In a presentation during the March 31 Associated Students of the University of Arizona Senate meeting, Arizona Students’ Association chair and UA student Elma Delic called the reductions in funding to education in recent years “”truly draconian.”” In doing so, Delic has entered the proud ranks of politicians, news commenters and Dan Browns in psychologically convenient misuse of this oft-touted adjective. A cursory Google News search reveals that the word has been used over 3,000 times in news articles published in the last 24 hours.

The etymology of this overused term dates back to 1876, when it was used in reference to Draco, a Greek statesman, who mandated a code of law for Athens that sought death as a punishment for minor crimes. The modern usage for the adjective is closer to a general sense of undue severity, usually in regards to punishment.

While Delic can undoubtedly make the argument that recent reductions in funding to higher education are both harsh and undue, to call them “”draconian”” removes perspective and misconstrues the reality of state funding to higher education. The reductions in state funding are not punitive, and the conversation surrounding education funding would be a very different one if they were.

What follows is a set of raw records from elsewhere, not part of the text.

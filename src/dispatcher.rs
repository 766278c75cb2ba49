//! Rule dispatchers: per-element rule lists merged into one table.
//!
//! A dispatcher owns the classification rules of one element. It numbers
//! their outputs (a rule without an explicit output takes the previous
//! output plus one), appends the implicit `- drop` rule when the list has
//! no default, writes each rule's output label into its leaves, and folds
//! the single-path trees into one table with the else-combine. Downstream
//! elements hang their own tables below specific outputs; attaching prunes
//! the child table by everything the parent path already decided.

use crate::fcb::FcbId;
use crate::node::{EdgeTarget, NodeId};
use crate::parser::{self, OUTPUT_UNSET, ParseContext, Rule};
use crate::tree::Tree;
use anyhow::{Context, Result, bail};
use log::{debug, warn};

/// Payload bytes each dispatcher reserves for its output label.
pub const OUTPUT_RESERVE: usize = 4;

/// One element's rule list plus its downstream elements per output.
#[derive(Debug)]
pub struct Dispatcher {
    name: String,
    lines: Vec<String>,
    noutputs: usize,
    children: Vec<Option<Dispatcher>>,
    /// Offset of this element's output label inside the FCB payload,
    /// assigned by the context manager before tables are built.
    pub data_offset: usize,
}

impl Dispatcher {
    /// A dispatcher for an element called `name` with one rule per line.
    #[must_use]
    pub fn new(name: &str, noutputs: usize, lines: &[&str]) -> Self {
        Self {
            name: name.to_string(),
            lines: lines.iter().map(|s| (*s).to_string()).collect(),
            noutputs,
            children: (0..noutputs).map(|_| None).collect(),
            data_offset: 0,
        }
    }

    /// Element name.
    #[must_use]
    pub fn name(&self) -> &str {
        &self.name
    }

    /// Number of outputs.
    #[must_use]
    pub fn noutputs(&self) -> usize {
        self.noutputs
    }

    /// Hang `child` below `output`.
    ///
    /// # Panics
    ///
    /// Panics when `output` is out of range.
    pub fn set_child(&mut self, output: usize, child: Dispatcher) {
        assert!(output < self.noutputs, "output {output} out of range");
        self.children[output] = Some(child);
    }

    /// Walk the dispatcher graph assigning each element its payload
    /// offset; returns the total reservation. The context manager calls
    /// this before building tables; call it yourself when driving
    /// [`Dispatcher::table`] directly.
    pub fn assign_offsets(&mut self, base: usize) -> usize {
        self.data_offset = base;
        let mut next = base + OUTPUT_RESERVE;
        for child in self.children.iter_mut().flatten() {
            next = child.assign_offsets(next);
        }
        next
    }

    /// Parse this element's rules, resolving implicit outputs and
    /// appending the implicit drop rule.
    fn parse_rules(&self, tree: &mut Tree, ctx: ParseContext) -> Result<Vec<Rule>> {
        let mut rules = Vec::with_capacity(self.lines.len() + 1);
        let mut default_output: i32 = -1;
        for (i, line) in self.lines.iter().enumerate() {
            let mut rule = parser::parse(tree, &self.name, line, ctx)
                .with_context(|| format!("{}: rule {}", self.name, i + 1))?;
            if rule.output == OUTPUT_UNSET {
                default_output += 1;
                rule.output = default_output;
                if rule.output >= self.noutputs as i32 {
                    rule.output = if rule.is_default {
                        -1
                    } else {
                        self.noutputs as i32 - 1
                    };
                }
            } else if rule.output < 0 {
                rule.output = -1;
            } else {
                default_output = default_output.max(rule.output);
            }
            debug!("{}: rule {}/{} to output {}", self.name, i + 1, self.lines.len(), rule.output);
            rules.push(rule);
        }

        if rules.is_empty() {
            if self.noutputs == 1 {
                rules.push(parser::parse(tree, &self.name, "- 0", ctx)?);
            } else {
                bail!(
                    "{}: no rules and more than one output; cannot infer a rule set",
                    self.name
                );
            }
        } else if !rules.last().expect("nonempty").is_default {
            let all_dynamic = rules.iter().all(|r| {
                let node = tree.node(r.root);
                node.level.is_dynamic() || node.is_dummy()
            });
            if !all_dynamic {
                warn!(
                    "{} has no default rule; non-matching traffic will be dropped. \
                     Add a last rule '-' to avoid this message.",
                    self.name
                );
            }
            let mut drop = parser::make_drop_rule(tree, &self.name);
            if default_output < self.noutputs as i32 - 1 {
                // The last output is a reject port.
                drop.output = self.noutputs as i32 - 1;
            }
            rules.push(drop);
        }
        Ok(rules)
    }

    /// Write `output` into every leaf of `root` at this element's payload
    /// offset, flagging drop outputs.
    fn write_outputs(&self, tree: &mut Tree, root: NodeId, output: i32) {
        for edge in tree.leaf_edges(root, true, true) {
            let Some(EdgeTarget::Leaf(leaf)) = tree.edge_target(edge) else {
                continue;
            };
            self.set_leaf_output(tree, leaf, output);
        }
    }

    fn set_leaf_output(&self, tree: &mut Tree, leaf: FcbId, output: i32) {
        let fcb = tree.pool.get_mut(leaf);
        fcb.write_data(self.data_offset, &output.to_le_bytes());
        if output < 0 || output >= self.noutputs as i32 {
            fcb.set_early_drop(true);
        }
    }

    /// Read the output label of a leaf, if assigned. Build-phase leaves
    /// consult the shadow mask; runtime leaves read the payload directly.
    #[must_use]
    pub fn leaf_output(&self, tree: &Tree, leaf: FcbId) -> Option<i32> {
        let fcb = tree.pool.get(leaf);
        if fcb.is_build() && fcb.mask().get(self.data_offset).copied() != Some(0xFF) {
            return None;
        }
        let bytes = fcb.data()[self.data_offset..self.data_offset + OUTPUT_RESERVE]
            .try_into()
            .ok()?;
        Some(i32::from_le_bytes(bytes))
    }

    /// Build this element's table: merged rules with every child element's
    /// table attached below its output.
    ///
    /// # Errors
    ///
    /// Fails on parse errors, payload conflicts and unsupported merges.
    pub fn table(&self, tree: &mut Tree, ctx: ParseContext) -> Result<NodeId> {
        let rules = self.parse_rules(tree, ctx)?;
        debug!("{}: computing table with {} rules", self.name, rules.len());

        let mut samples: Vec<(Vec<(usize, usize, u64, u64)>, i32)> = Vec::new();
        let mut merged: Option<NodeId> = None;
        let mut prev_output = None;
        for rule in &rules {
            self.write_outputs(tree, rule.root, rule.output);
            if cfg!(debug_assertions) {
                if let Some(constraints) = rule_constraints(tree, rule.root) {
                    if !rule.is_default {
                        samples.push((constraints, rule.output));
                    }
                }
            }
            merged = Some(match merged {
                None => rule.root,
                Some(m) => {
                    let priority = prev_output.is_some_and(|p: i32| p != rule.output);
                    tree.combine(m, rule.root, false, priority, true)?
                }
            });
            prev_output = Some(rule.output);
            tree.check(merged.expect("just set"));
        }
        let mut merged = merged.expect("at least the implicit rule");

        // Attach child element tables below their outputs.
        for (output, child) in self.children.iter().enumerate() {
            let Some(child) = child else { continue };
            let child_root = child.table(tree, ctx)?;
            merged = self.attach_child(tree, merged, output as i32, child_root)?;
        }

        if cfg!(debug_assertions) {
            verify_outputs(self, tree, merged, &samples);
        }
        Ok(merged)
    }

    /// Replace every leaf of `merged` labelled `output` with a pruned copy
    /// of the child table, then restamp the parent's output label on the
    /// substituted leaves.
    fn attach_child(
        &self,
        tree: &mut Tree,
        merged: NodeId,
        output: i32,
        child_root: NodeId,
    ) -> Result<NodeId> {
        for edge in tree.leaf_edges(merged, true, false) {
            let Some(EdgeTarget::Leaf(leaf)) = tree.edge_target(edge) else {
                continue;
            };
            if self.leaf_output(tree, leaf) != Some(output) {
                continue;
            }
            tree.replace_leaf_with_node(edge, child_root, true)?;
            match tree.edge_target(edge) {
                Some(EdgeTarget::Node(subtree)) => {
                    self.write_outputs(tree, subtree, output);
                }
                Some(EdgeTarget::Leaf(new_leaf)) => {
                    self.set_leaf_output(tree, new_leaf, output);
                }
                None => {}
            }
        }
        tree.free_subtree(EdgeTarget::Node(child_root));
        Ok(merged)
    }
}

/// Collect `(offset, width, value, mask)` constraints of a fully static
/// single-path rule; `None` when the rule has dynamic or non-generic
/// levels.
fn rule_constraints(tree: &Tree, root: NodeId) -> Option<Vec<(usize, usize, u64, u64)>> {
    let mut out = Vec::new();
    let mut cur = root;
    loop {
        let node = tree.node(cur);
        if node.is_dummy() {
            return Some(out);
        }
        let crate::level::FlowLevel::Generic(g) = &node.level else {
            return None;
        };
        if node.level.is_dynamic() {
            return None;
        }
        let edge = *node.edges().first()?;
        out.push((g.offset, g.width.bytes(), edge.data, g.mask));
        match edge.target {
            EdgeTarget::Node(next) => cur = next,
            EdgeTarget::Leaf(_) => return Some(out),
        }
    }
}

/// Debug check: every static rule still reaches its declared output after
/// the merge. Samples shadowed by an earlier rule are skipped.
fn verify_outputs(
    disp: &Dispatcher,
    tree: &mut Tree,
    root: NodeId,
    samples: &[(Vec<(usize, usize, u64, u64)>, i32)],
) {
    // Dynamic nodes learn children from classification; probing them here
    // would plant build-phase state. Verify fully static tables only.
    if tree
        .all_nodes(root)
        .iter()
        .any(|&id| tree.node(id).level.is_dynamic())
    {
        return;
    }
    for (i, (constraints, output)) in samples.iter().enumerate() {
        let len = constraints
            .iter()
            .map(|(off, width, _, _)| off + width)
            .max()
            .unwrap_or(0);
        let mut bytes = vec![0u8; len];
        for (off, width, value, _) in constraints {
            for k in 0..*width {
                bytes[off + k] |= (value >> ((width - 1 - k) * 8)) as u8;
            }
        }
        let shadowed = samples[..i].iter().any(|(earlier, _)| {
            earlier.iter().all(|(off, width, value, mask)| {
                crate::utils::read_be(&bytes, *off, *width) & mask == *value
            })
        });
        if shadowed {
            continue;
        }
        let p = crate::packet::Packet::new(bytes);
        let Some(fcb) = tree.match_packet(root, &p, 0) else {
            panic!("{}: rule sample no longer classifies", disp.name());
        };
        let found = disp.leaf_output(tree, fcb);
        assert_eq!(
            found,
            Some(*output),
            "{}: rule sample reaches output {found:?}, declared {output}",
            disp.name()
        );
    }
}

The state allocated a smaller dollar amount to universities in this fiscal year than it has in previous years because there is less money to allocate, not as a result of something the universities did or did not do. To say the cuts are “”draconian”” implies that the institutions (universities) being “”punished”” were on trial, and the state (the proverbial Draco) pursued an unduly harsh decision for some theoretical crime committed by the prosecuted. As much as students may feel like they are being persecuted as a result of ever-higher tuition and fees, no such trial occurred.

The universities are not being punished. The state government managed its money poorly and was, like most Americans, unlucky — it did not anticipate the sudden reduction in economic prosperity, resulting in less available funds for everything, including higher education. This is not a result of something the universities did or did not do, and to imply that it is creates a false and indulgent sense of martyrdom.

The institutions of higher education in Arizona might be in a better place if there had been such a capital-D Draconian trial to determine what funding they deserve. Only one in nine high school graduates in the state of Arizona becomes a college graduate. The UA, arguably the most academically rigorous of the three Arizona universities, admits 83 percent of applicants and less than one third of freshman who enroll graduate within four years. The university has no incentive to improve those statistics, as they get their money from the state no matter how terrible their report card is — in fact, they probably prefer that student take longer to graduate, as it means more tuition, fees, textbooks and “”temporary”” surcharges. 

The PR wonks and the UA administration talk often of this school’s commitment to “”excellence,”” but what does that mean? Who determines excellence, and does it matter? If the amount of funding the UA received from the state was based on its level of “”excellence,”” it would certainly become more than a shiny word to distract the fresh-faced incoming class while the school inserts a siphon into their parents’ wallets. If there was money involved, students might see improvements that are more in pursuit of an improved academic experience and less in pursuit of a face-saving ploy to delay the inevitable tuition increase.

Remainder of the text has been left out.